* _Task details_
Everything from the line containing "assert!(r(-1, -2) > r(1, 3));" through the last line of the material below is to be copied exactly, ends included.
━━ Data shown ━━
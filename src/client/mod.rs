//! Minimal queue-store client speaking RESP over TCP.
//!
//! Only the three commands the job pipeline needs are implemented:
//! `PING`, `LPUSH` and `BRPOP`. Every operation dials a fresh connection and
//! drops it when the reply has been read; there is no pooling.

use std::time::Duration;

use bytes::{Bytes, BytesMut};
use thiserror::Error;
use tokio::io::{AsyncReadExt, AsyncWriteExt};
use tokio::net::TcpStream;
use tokio_util::sync::CancellationToken;
use tracing::{debug, trace};

use crate::protocol::{Command, ProtocolError, Value};

/// Default bound on how long establishing a TCP connection may take.
pub const DEFAULT_DIAL_TIMEOUT: Duration = Duration::from_secs(5);

/// Acknowledgement expected in reply to `PING`.
const PONG: &str = "PONG";

/// `BRPOP` timeout argument meaning "block until an element arrives".
const BLOCK_FOREVER: &str = "0";

/// Initial read buffer capacity per connection.
const INITIAL_BUF_SIZE: usize = 4096;

/// Errors produced by [`QueueClient`].
#[derive(Debug, Error)]
pub enum ClientError {
    #[error("failed to connect to {addr}: {source}")]
    Connect {
        addr: String,
        #[source]
        source: std::io::Error,
    },

    #[error("timed out connecting to {addr} after {timeout:?}")]
    ConnectTimeout { addr: String, timeout: Duration },

    #[error("I/O error: {0}")]
    Io(#[from] std::io::Error),

    #[error("connection closed by peer before a full reply was read")]
    Closed,

    #[error("protocol error: {0}")]
    Protocol(#[from] ProtocolError),

    #[error("server replied with error: {0}")]
    Server(String),

    #[error("unexpected reply to {command}: {reply}")]
    UnexpectedReply { command: &'static str, reply: String },

    #[error("operation cancelled")]
    Cancelled,
}

impl ClientError {
    /// Returns `true` if the operation ended because its cancellation signal fired.
    pub fn is_cancelled(&self) -> bool {
        matches!(self, Self::Cancelled)
    }
}

/// A connectionless handle to the queue store.
///
/// Cloning is cheap; each clone dials its own connections.
///
/// # Examples
///
/// ```rust,no_run
/// use crucible::client::QueueClient;
///
/// # async fn run() -> Result<(), crucible::client::ClientError> {
/// let client = QueueClient::new("localhost:6379");
/// client.ping().await?;
/// client.lpush("jobs", b"payload").await?;
/// # Ok(())
/// # }
/// ```
#[derive(Debug, Clone)]
pub struct QueueClient {
    addr: String,
    dial_timeout: Duration,
}

impl QueueClient {
    /// Creates a client for the store at `addr` (`host:port`).
    pub fn new(addr: impl Into<String>) -> Self {
        Self {
            addr: addr.into(),
            dial_timeout: DEFAULT_DIAL_TIMEOUT,
        }
    }

    /// Overrides the dial timeout.
    #[must_use]
    pub fn dial_timeout(mut self, timeout: Duration) -> Self {
        self.dial_timeout = timeout;
        self
    }

    /// Returns the address this client dials.
    pub fn addr(&self) -> &str {
        &self.addr
    }

    /// Checks that the store is reachable and answering.
    ///
    /// # Errors
    ///
    /// Any dial or I/O failure, or a reply other than `+PONG`.
    pub async fn ping(&self) -> Result<(), ClientError> {
        let mut conn = self.connect().await?;
        match conn.request(Command::new("PING")).await? {
            Value::Simple(ref ack) if ack.eq_ignore_ascii_case(PONG) => Ok(()),
            other => Err(ClientError::UnexpectedReply {
                command: "PING",
                reply: other.to_string(),
            }),
        }
    }

    /// Pushes `value` onto the head of the list at `key`.
    ///
    /// The reply (the new list length) is discarded.
    pub async fn lpush(&self, key: &str, value: &[u8]) -> Result<(), ClientError> {
        let mut conn = self.connect().await?;
        conn.request(Command::new("LPUSH").arg(key).arg(value)).await?;
        Ok(())
    }

    /// Removes and returns the tail of the list at `key`, blocking until one
    /// is available.
    ///
    /// When `cancel` fires before a reply arrives the connection is dropped,
    /// which closes the socket and unblocks the pending read.
    ///
    /// # Errors
    ///
    /// - [`ClientError::Cancelled`]: `cancel` fired first.
    /// - [`ClientError::UnexpectedReply`]: the reply was not a two-element
    ///   array of bulk strings.
    /// - Any connectivity or protocol error.
    pub async fn brpop(&self, key: &str, cancel: &CancellationToken) -> Result<Bytes, ClientError> {
        let mut conn = tokio::select! {
            biased;
            _ = cancel.cancelled() => return Err(ClientError::Cancelled),
            conn = self.connect() => conn?,
        };

        let command = Command::new("BRPOP").arg(key).arg(BLOCK_FOREVER);
        let outcome = tokio::select! {
            biased;
            _ = cancel.cancelled() => None,
            reply = conn.request(command) => Some(reply),
        };

        let Some(reply) = outcome else {
            debug!(key, "blocking pop cancelled, closing connection");
            drop(conn);
            return Err(ClientError::Cancelled);
        };

        popped_payload(reply?)
    }

    async fn connect(&self) -> Result<Connection, ClientError> {
        match tokio::time::timeout(self.dial_timeout, TcpStream::connect(&self.addr)).await {
            Ok(Ok(stream)) => {
                trace!(address = %self.addr, "connected");
                Ok(Connection::new(stream))
            }
            Ok(Err(source)) => Err(ClientError::Connect {
                addr: self.addr.clone(),
                source,
            }),
            Err(_) => Err(ClientError::ConnectTimeout {
                addr: self.addr.clone(),
                timeout: self.dial_timeout,
            }),
        }
    }
}

/// Extracts the value from a `BRPOP` reply of the form `[key, value]`.
fn popped_payload(reply: Value) -> Result<Bytes, ClientError> {
    if let Value::Array(Some(items)) = &reply {
        if let [Value::Bulk(Some(_)), Value::Bulk(Some(payload))] = items.as_slice() {
            return Ok(payload.clone());
        }
    }
    Err(ClientError::UnexpectedReply {
        command: "BRPOP",
        reply: reply.to_string(),
    })
}

/// One request/reply exchange over a single TCP stream.
struct Connection {
    stream: TcpStream,
    buf: BytesMut,
}

impl Connection {
    fn new(stream: TcpStream) -> Self {
        Self {
            stream,
            buf: BytesMut::with_capacity(INITIAL_BUF_SIZE),
        }
    }

    /// Writes `command` and reads one reply. Error replies become
    /// [`ClientError::Server`].
    async fn request(&mut self, command: Command) -> Result<Value, ClientError> {
        trace!(command = command.name(), "sending command");
        self.stream.write_all(&command.into_bytes()).await?;
        self.stream.flush().await?;

        match self.read_value().await? {
            Value::Error(message) => Err(ClientError::Server(message)),
            value => Ok(value),
        }
    }

    async fn read_value(&mut self) -> Result<Value, ClientError> {
        loop {
            match Value::parse(&self.buf) {
                Ok((value, consumed)) => {
                    let _ = self.buf.split_to(consumed);
                    return Ok(value);
                }
                Err(ProtocolError::Incomplete) => {}
                Err(e) => return Err(e.into()),
            }

            if self.stream.read_buf(&mut self.buf).await? == 0 {
                return Err(ClientError::Closed);
            }
        }
    }
}
//! Tunable limits for the verification sweep.

use std::time::Duration;

/// How often the verification sweep is enqueued.
pub const DEFAULT_VERIFICATION_INTERVAL: Duration = Duration::from_secs(24 * 60 * 60);

/// How old a pending transmutation or open mission must be before it is reported.
pub const DEFAULT_PENDING_AGE: Duration = Duration::from_secs(24 * 60 * 60);

/// Stock level at or below which a material is reported as scarce.
pub const DEFAULT_LOW_STOCK: f64 = 5.0;

/// Limits consulted by the scheduler and the verification handler.
///
/// # Examples
///
/// ```
/// use std::time::Duration;
/// use crucible::background::Thresholds;
///
/// let mut thresholds = Thresholds::default();
/// thresholds.apply(Some(Duration::ZERO), None, Some(10.0));
///
/// assert_eq!(thresholds.verification_interval, Duration::from_secs(86_400));
/// assert_eq!(thresholds.low_stock, 10.0);
/// ```
#[derive(Debug, Clone, Copy, PartialEq)]
pub struct Thresholds {
    pub verification_interval: Duration,
    pub pending_age: Duration,
    pub low_stock: f64,
}

impl Default for Thresholds {
    fn default() -> Self {
        Self {
            verification_interval: DEFAULT_VERIFICATION_INTERVAL,
            pending_age: DEFAULT_PENDING_AGE,
            low_stock: DEFAULT_LOW_STOCK,
        }
    }
}

impl Thresholds {
    /// Overrides each limit independently. Absent, zero, negative and NaN
    /// values leave the current setting untouched.
    pub fn apply(
        &mut self,
        verification_interval: Option<Duration>,
        pending_age: Option<Duration>,
        low_stock: Option<f64>,
    ) {
        if let Some(interval) = verification_interval.filter(|d| !d.is_zero()) {
            self.verification_interval = interval;
        }
        if let Some(age) = pending_age.filter(|d| !d.is_zero()) {
            self.pending_age = age;
        }
        if let Some(floor) = low_stock.filter(|v| *v > 0.0) {
            self.low_stock = floor;
        }
    }
}
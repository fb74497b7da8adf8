//! # crucible
//!
//! Async background jobs for the alchemy backend, carried over a queue store
//! through a from-scratch RESP client.
//!
//! ## Quick Start
//!
//! ```rust,no_run
//! use std::sync::Arc;
//! use crucible::{QueueConfig, TaskQueue};
//! use crucible::handlers::Stores;
//! use crucible::store::memory::{
//!     MemoryAudits, MemoryMaterials, MemoryMissions, MemoryTransmutations,
//! };
//!
//! #[tokio::main]
//! async fn main() -> Result<(), Box<dyn std::error::Error>> {
//!     let stores = Stores {
//!         transmutations: Arc::new(MemoryTransmutations::new()),
//!         missions: Arc::new(MemoryMissions::new()),
//!         materials: Arc::new(MemoryMaterials::new()),
//!         audits: Arc::new(MemoryAudits::new()),
//!     };
//!     let queue = Arc::new(TaskQueue::from_config(&QueueConfig::default(), stores));
//!     queue.start().await?;
//!     queue.schedule_daily_verification()?;
//!     queue.enqueue_process_transmutation(1, "alchemist@example.com").await?;
//!     Ok(())
//! }
//! ```

pub mod background;
pub mod client;
pub mod config;
pub mod handlers;
pub mod jobs;
pub mod protocol;
pub mod store;

// ── Convenience re-exports ────────────────────────────────────────────────────
pub use background::{Dispatcher, Lifecycle, QueueError, TaskQueue, Thresholds};
pub use client::{ClientError, QueueClient};
pub use config::QueueConfig;
pub use jobs::{Job, JobKind};
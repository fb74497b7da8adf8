//! In-process stand-in for the queue store: just enough RESP to serve
//! `PING`, `LPUSH` and `BRPOP`.

#![allow(dead_code)]

use std::collections::{HashMap, VecDeque};
use std::sync::atomic::{AtomicUsize, Ordering};
use std::sync::{Arc, Mutex};
use std::time::Duration;

use bytes::{Bytes, BytesMut};
use crucible::handlers::Stores;
use crucible::protocol::{ProtocolError, Value};
use crucible::store::AuditEntry;
use crucible::store::memory::{
    MemoryAudits, MemoryMaterials, MemoryMissions, MemoryTransmutations,
};
use tokio::io::{AsyncReadExt, AsyncWriteExt};
use tokio::net::{TcpListener, TcpStream};
use tokio::sync::Notify;

#[derive(Default)]
struct Lists {
    data: Mutex<HashMap<Bytes, VecDeque<Bytes>>>,
    pushed: Notify,
    failing_pops: AtomicUsize,
}

impl Lists {
    fn push_front(&self, key: Bytes, value: Bytes) -> usize {
        let mut data = self.data.lock().unwrap();
        let list = data.entry(key).or_default();
        list.push_front(value);
        let len = list.len();
        drop(data);
        self.pushed.notify_waiters();
        len
    }

    fn pop_back(&self, key: &[u8]) -> Option<Bytes> {
        self.data.lock().unwrap().get_mut(key)?.pop_back()
    }

    fn len(&self, key: &[u8]) -> usize {
        self.data.lock().unwrap().get(key).map_or(0, VecDeque::len)
    }

    /// Consumes one scheduled pop failure, if any remain.
    fn take_pop_failure(&self) -> bool {
        self.failing_pops
            .fetch_update(Ordering::SeqCst, Ordering::SeqCst, |n| n.checked_sub(1))
            .is_ok()
    }
}

pub struct FakeStore {
    addr: String,
    lists: Arc<Lists>,
}

impl FakeStore {
    pub async fn spawn() -> Self {
        let listener = TcpListener::bind("127.0.0.1:0").await.unwrap();
        let addr = listener.local_addr().unwrap().to_string();
        let lists = Arc::new(Lists::default());

        let shared = Arc::clone(&lists);
        tokio::spawn(async move {
            while let Ok((stream, _)) = listener.accept().await {
                tokio::spawn(serve(stream, Arc::clone(&shared)));
            }
        });

        Self { addr, lists }
    }

    pub fn addr(&self) -> String {
        self.addr.clone()
    }

    pub fn len(&self, key: &str) -> usize {
        self.lists.len(key.as_bytes())
    }

    /// Answers the next `count` `BRPOP`s with an error reply.
    pub fn fail_next_pops(&self, count: usize) {
        self.lists.failing_pops.store(count, Ordering::SeqCst);
    }

    /// Scheduled pop failures not yet served.
    pub fn pending_pop_failures(&self) -> usize {
        self.lists.failing_pops.load(Ordering::SeqCst)
    }

    /// Pushes straight into the list, bypassing the client.
    pub fn push_raw(&self, key: &str, value: &[u8]) {
        self.lists
            .push_front(Bytes::copy_from_slice(key.as_bytes()), Bytes::copy_from_slice(value));
    }
}

async fn serve(mut stream: TcpStream, lists: Arc<Lists>) {
    let mut buf = BytesMut::new();
    loop {
        let value = loop {
            match Value::parse(&buf) {
                Ok((value, consumed)) => {
                    let _ = buf.split_to(consumed);
                    break value;
                }
                Err(ProtocolError::Incomplete) => match stream.read_buf(&mut buf).await {
                    Ok(0) | Err(_) => return,
                    Ok(_) => {}
                },
                Err(_) => return,
            }
        };

        let Value::Array(Some(items)) = value else {
            return;
        };
        let args: Vec<Bytes> = items
            .into_iter()
            .filter_map(|item| match item {
                Value::Bulk(Some(data)) => Some(data),
                _ => None,
            })
            .collect();

        let reply = match args.as_slice() {
            [cmd] if cmd.eq_ignore_ascii_case(b"PING") => Value::Simple("PONG".into()),
            [cmd, key, value] if cmd.eq_ignore_ascii_case(b"LPUSH") => {
                let len = lists.push_front(key.clone(), value.clone());
                Value::Integer(len as i64)
            }
            [cmd, _key, _timeout]
                if cmd.eq_ignore_ascii_case(b"BRPOP") && lists.take_pop_failure() =>
            {
                Value::Error("LOADING dataset is being loaded".into())
            }
            [cmd, key, _timeout] if cmd.eq_ignore_ascii_case(b"BRPOP") => {
                match wait_pop(&lists, key, &mut stream).await {
                    Some(payload) => Value::Array(Some(vec![
                        Value::Bulk(Some(key.clone())),
                        Value::Bulk(Some(payload)),
                    ])),
                    None => return,
                }
            }
            _ => Value::Error("ERR unknown command".into()),
        };

        if stream.write_all(&reply.into_bytes()).await.is_err() {
            return;
        }
    }
}

/// Blocks until `key` has an element. Returns `None` if the client hangs up
/// first, so a cancelled pop never swallows a job.
async fn wait_pop(lists: &Lists, key: &[u8], stream: &mut TcpStream) -> Option<Bytes> {
    loop {
        let notified = lists.pushed.notified();
        tokio::pin!(notified);
        notified.as_mut().enable();

        if let Some(payload) = lists.pop_back(key) {
            return Some(payload);
        }

        let mut probe = [0u8; 1];
        tokio::select! {
            _ = &mut notified => {}
            read = stream.read(&mut probe) => {
                if matches!(read, Ok(0) | Err(_)) {
                    return None;
                }
            }
        }
    }
}

pub struct MemoryStores {
    pub transmutations: Arc<MemoryTransmutations>,
    pub missions: Arc<MemoryMissions>,
    pub materials: Arc<MemoryMaterials>,
    pub audits: Arc<MemoryAudits>,
}

impl MemoryStores {
    pub fn new() -> Self {
        Self {
            transmutations: Arc::new(MemoryTransmutations::new()),
            missions: Arc::new(MemoryMissions::new()),
            materials: Arc::new(MemoryMaterials::new()),
            audits: Arc::new(MemoryAudits::new()),
        }
    }

    pub fn stores(&self) -> Stores {
        Stores {
            transmutations: self.transmutations.clone(),
            missions: self.missions.clone(),
            materials: self.materials.clone(),
            audits: self.audits.clone(),
        }
    }
}

pub fn init_tracing() {
    let _ = tracing_subscriber::fmt()
        .with_env_filter(tracing_subscriber::EnvFilter::from_default_env())
        .with_test_writer()
        .try_init();
}

/// Waits up to five seconds for at least `count` audit entries.
pub async fn wait_for_audits(audits: &MemoryAudits, count: usize) -> Vec<AuditEntry> {
    let deadline = tokio::time::Instant::now() + Duration::from_secs(5);
    loop {
        let entries = audits.entries().await;
        if entries.len() >= count || tokio::time::Instant::now() >= deadline {
            return entries;
        }
        tokio::time::sleep(Duration::from_millis(10)).await;
    }
}
// Copyright Materialize, Inc. All rights reserved.
//
// Licensed under the Apache License, Version 2.0 (the "License");
// you may not use this file except in compliance with the License.
// You may obtain a copy of the License in the LICENSE file at the
// root of this repository, or online at
//
//     http://www.apache.org/licenses/LICENSE-2.0
//
// Unless required by applicable law or agreed to in writing, software
// distributed under the License is distributed on an "AS IS" BASIS,
// WITHOUT WARRANTIES OR CONDITIONS OF ANY KIND, either express or implied.
// See the License for the specific language governing permissions and
// limitations under the License.

use std::cmp::Ordering;
use std::fmt;
use std::hash::{Hash, Hasher};
use std::ops::{Add, Mul, Neg, Sub};

use num_bigint::BigInt;
use num_integer::Integer;
use num_traits::{One, Signed, Zero};

use crate::error::DivisionError;

/// The customary number of fractional digits to request from
/// [`Rational::to_decimal_string`].
pub const DEFAULT_STRING_PRECISION: u32 = 50;

/// An exact fraction of two arbitrary-precision integers.
///
/// A `Rational` is not kept in lowest terms. Addition and subtraction
/// simplify their result to bound the growth of the numerator and
/// denominator, but multiplication and division do not; call
/// [`Rational::simplify`] explicitly when that matters. Equality, ordering
/// and hashing are by value regardless of representation, so `2/4 == 1/2`.
///
/// The denominator is never zero.
#[derive(Clone)]
pub struct Rational {
    numer: BigInt,
    denom: BigInt,
}

impl Rational {
    /// Constructs the fraction `numer / denom`.
    ///
    /// Fails if `denom` is zero.
    pub fn new<N, D>(numer: N, denom: D) -> Result<Rational, DivisionError>
    where
        N: Into<BigInt>,
        D: Into<BigInt>,
    {
        let denom = denom.into();
        if denom.is_zero() {
            return Err(DivisionError::by_zero());
        }
        Ok(Rational {
            numer: numer.into(),
            denom,
        })
    }

    /// Constructs a fraction whose denominator is known to be non-zero.
    pub(crate) fn new_unchecked(numer: BigInt, denom: BigInt) -> Rational {
        debug_assert!(!denom.is_zero());
        Rational { numer, denom }
    }

    /// Constructs the fraction `n / 1`.
    pub fn from_integer<N>(n: N) -> Rational
    where
        N: Into<BigInt>,
    {
        Rational::new_unchecked(n.into(), BigInt::one())
    }

    /// Constructs zero.
    pub fn zero() -> Rational {
        Rational::from_integer(0)
    }

    /// Returns the numerator as stored.
    pub fn numer(&self) -> &BigInt {
        &self.numer
    }

    /// Returns the denominator as stored. It may be negative unless the
    /// fraction has been simplified.
    pub fn denom(&self) -> &BigInt {
        &self.denom
    }

    /// Consumes the fraction, returning the numerator and denominator.
    pub fn into_parts(self) -> (BigInt, BigInt) {
        (self.numer, self.denom)
    }

    /// Reports whether the fraction is zero.
    pub fn is_zero(&self) -> bool {
        self.numer.is_zero()
    }

    /// Reports whether the fraction is less than zero.
    pub fn is_negative(&self) -> bool {
        !self.numer.is_zero() && self.numer.is_negative() != self.denom.is_negative()
    }

    /// Reduces the fraction to lowest terms with a positive denominator.
    pub fn simplify(&self) -> Rational {
        let mut g = self.numer.gcd(&self.denom);
        if g.is_zero() {
            g = BigInt::one();
        }
        if self.denom.is_negative() {
            g = -g;
        }
        Rational::new_unchecked(&self.numer / &g, &self.denom / &g)
    }

    /// Moves the sign onto the numerator without otherwise reducing.
    pub fn normalize_sign(&self) -> Rational {
        if self.denom.is_negative() {
            Rational::new_unchecked(-&self.numer, -&self.denom)
        } else {
            self.clone()
        }
    }

    /// Computes the absolute value.
    pub fn abs(&self) -> Rational {
        Rational::new_unchecked(self.numer.abs(), self.denom.abs())
    }

    /// Computes `1 / self`. Fails if the fraction is zero.
    pub fn recip(&self) -> Result<Rational, DivisionError> {
        Rational::new(self.denom.clone(), self.numer.clone())
    }

    /// Divides by `rhs` through cross-multiplication. The quotient is not
    /// simplified.
    ///
    /// Fails if `rhs` is zero.
    pub fn checked_div(&self, rhs: &Rational) -> Result<Rational, DivisionError> {
        if rhs.is_zero() {
            return Err(DivisionError::by_zero());
        }
        Ok(Rational::new_unchecked(
            &self.numer * &rhs.denom,
            &self.denom * &rhs.numer,
        ))
    }

    /// Renders the value in positional notation with at most `precision`
    /// fractional digits.
    ///
    /// Digits are produced by long division and truncated, not rounded.
    /// Trailing zeros, and a trailing decimal point, are dropped.
    ///
    /// ```
    /// use moneta::Rational;
    ///
    /// assert_eq!(Rational::new(1, 3)?.to_decimal_string(5), "0.33333");
    /// assert_eq!(Rational::new(-5, 2)?.to_decimal_string(5), "-2.5");
    /// assert_eq!(Rational::new(6, 3)?.to_decimal_string(5), "2");
    /// # Ok::<_, Box<dyn std::error::Error>>(())
    /// ```
    pub fn to_decimal_string(&self, precision: u32) -> String {
        let r = self.normalize_sign();
        let (int, mut rem) = r.numer.abs().div_rem(&r.denom);
        let mut frac = String::new();
        let ten = BigInt::from(10);
        for _ in 0..precision {
            if rem.is_zero() {
                break;
            }
            rem *= &ten;
            let (digit, next) = rem.div_rem(&r.denom);
            frac.push_str(&digit.to_string());
            rem = next;
        }
        let frac = frac.trim_end_matches('0');
        let mut out = String::new();
        if r.numer.is_negative() && !(int.is_zero() && frac.is_empty()) {
            out.push('-');
        }
        out.push_str(&int.to_string());
        if !frac.is_empty() {
            out.push('.');
            out.push_str(frac);
        }
        out
    }
}

impl Default for Rational {
    fn default() -> Rational {
        Rational::zero()
    }
}

impl fmt::Debug for Rational {
    fn fmt(&self, f: &mut fmt::Formatter) -> fmt::Result {
        fmt::Display::fmt(self, f)
    }
}

impl fmt::Display for Rational {
    fn fmt(&self, f: &mut fmt::Formatter) -> fmt::Result {
        write!(f, "{}/{}", self.numer, self.denom)
    }
}

impl PartialEq for Rational {
    fn eq(&self, other: &Rational) -> bool {
        self.cmp(other) == Ordering::Equal
    }
}

impl Eq for Rational {}

impl PartialOrd for Rational {
    fn partial_cmp(&self, other: &Rational) -> Option<Ordering> {
        Some(self.cmp(other))
    }
}

impl Ord for Rational {
    fn cmp(&self, other: &Rational) -> Ordering {
        // With positive denominators, a/b < c/d iff ad < cb.
        let lhs = self.normalize_sign();
        let rhs = other.normalize_sign();
        (&lhs.numer * &rhs.denom).cmp(&(&rhs.numer * &lhs.denom))
    }
}

impl Hash for Rational {
    fn hash<H>(&self, state: &mut H)
    where
        H: Hasher,
    {
        let r = self.simplify();
        r.numer.hash(state);
        r.denom.hash(state);
    }
}

impl Neg for Rational {
    type Output = Rational;

    fn neg(self) -> Rational {
        Rational::new_unchecked(-self.numer, self.denom)
    }
}

impl<'a> Neg for &'a Rational {
    type Output = Rational;

    fn neg(self) -> Rational {
        Rational::new_unchecked(-&self.numer, self.denom.clone())
    }
}

impl<'a> Add<&'a Rational> for &'a Rational {
    type Output = Rational;

    fn add(self, rhs: &'a Rational) -> Rational {
        Rational::new_unchecked(
            &self.numer * &rhs.denom + &rhs.numer * &self.denom,
            &self.denom * &rhs.denom,
        )
        .simplify()
    }
}

impl Add<Rational> for Rational {
    type Output = Rational;

    fn add(self, rhs: Rational) -> Rational {
        &self + &rhs
    }
}

impl<'a> Sub<&'a Rational> for &'a Rational {
    type Output = Rational;

    fn sub(self, rhs: &'a Rational) -> Rational {
        Rational::new_unchecked(
            &self.numer * &rhs.denom - &rhs.numer * &self.denom,
            &self.denom * &rhs.denom,
        )
        .simplify()
    }
}

impl Sub<Rational> for Rational {
    type Output = Rational;

    fn sub(self, rhs: Rational) -> Rational {
        &self - &rhs
    }
}

impl<'a> Mul<&'a Rational> for &'a Rational {
    type Output = Rational;

    fn mul(self, rhs: &'a Rational) -> Rational {
        Rational::new_unchecked(&self.numer * &rhs.numer, &self.denom * &rhs.denom)
    }
}

impl Mul<Rational> for Rational {
    type Output = Rational;

    fn mul(self, rhs: Rational) -> Rational {
        &self * &rhs
    }
}

macro_rules! impl_from_int {
    ($($t:ty),*) => {
        $(
            impl From<$t> for Rational {
                fn from(n: $t) -> Rational {
                    Rational::from_integer(n)
                }
            }
        )*
    };
}

impl_from_int!(i32, i64, i128, u32, u64, u128);

impl From<BigInt> for Rational {
    fn from(n: BigInt) -> Rational {
        Rational::from_integer(n)
    }
}

#[cfg(test)]
mod tests {
    use super::*;

    fn r(p: i64, q: i64) -> Rational {
        Rational::new(p, q).unwrap()
    }

    #[test]
    fn test_simplify_sign() {
        let s = r(6, -4).simplify();
        assert_eq!(s.numer(), &BigInt::from(-3));
        assert_eq!(s.denom(), &BigInt::from(2));
        let z = r(0, -7).simplify();
        assert_eq!(z.numer(), &BigInt::from(0));
        assert_eq!(z.denom(), &BigInt::from(1));
    }

    #[test]
    fn test_arithmetic_simplification() {
        // Addition and subtraction simplify.
        let sum = &r(1, 6) + &r(1, 3);
        assert_eq!(sum.to_string(), "1/2");
        let diff = &r(3, 4) - &r(1, 4);
        assert_eq!(diff.to_string(), "1/2");
        // Multiplication and division do not.
        let prod = &r(2, 3) * &r(3, 4);
        assert_eq!(prod.to_string(), "6/12");
        let quot = r(1, 2).checked_div(&r(1, 4)).unwrap();
        assert_eq!(quot.to_string(), "4/2");
    }

    #[test]
    fn test_ordering_with_negative_denominators() {
        assert!(r(1, -2) < r(1, 3));
        assert!(r(-1, -2) > r(1, 3));
        assert_eq!(r(2, 4), r(-1, -2));
    }

    #[test]
    fn test_to_decimal_string() {
        assert_eq!(r(1, 8).to_decimal_string(50), "0.125");
        assert_eq!(r(-1, 3).to_decimal_string(3), "-0.333");
        assert_eq!(r(1, -1000).to_decimal_string(2), "0");
        assert_eq!(r(10, 4).to_decimal_string(0), "2");
    }

    #[test]
    fn test_zero_denominator() {
        assert!(Rational::new(1, 0).is_err());
        assert!(r(0, 1).recip().is_err());
        assert!(r(1, 1).checked_div(&r(0, 5)).is_err());
    }
}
━━━
* _Solved exercise_
        assert!(r(-1, -2) > r(1, 3));
        assert_eq!(r(2, 4), r(-1, -2));
    }

    #[test]
    fn test_to_decimal_string() {
        assert_eq!(r(1, 8).to_decimal_string(50), "0.125");
        assert_eq!(r(-1, 3).to_decimal_string(3), "-0.333");
        assert_eq!(r(1, -1000).to_decimal_string(2), "0");
        assert_eq!(r(10, 4).to_decimal_string(0), "2");
    }

    #[test]
    fn test_zero_denominator() {
        assert!(Rational::new(1, 0).is_err());
        assert!(r(0, 1).recip().is_err());
        assert!(r(1, 1).checked_div(&r(0, 5)).is_err());
    }
}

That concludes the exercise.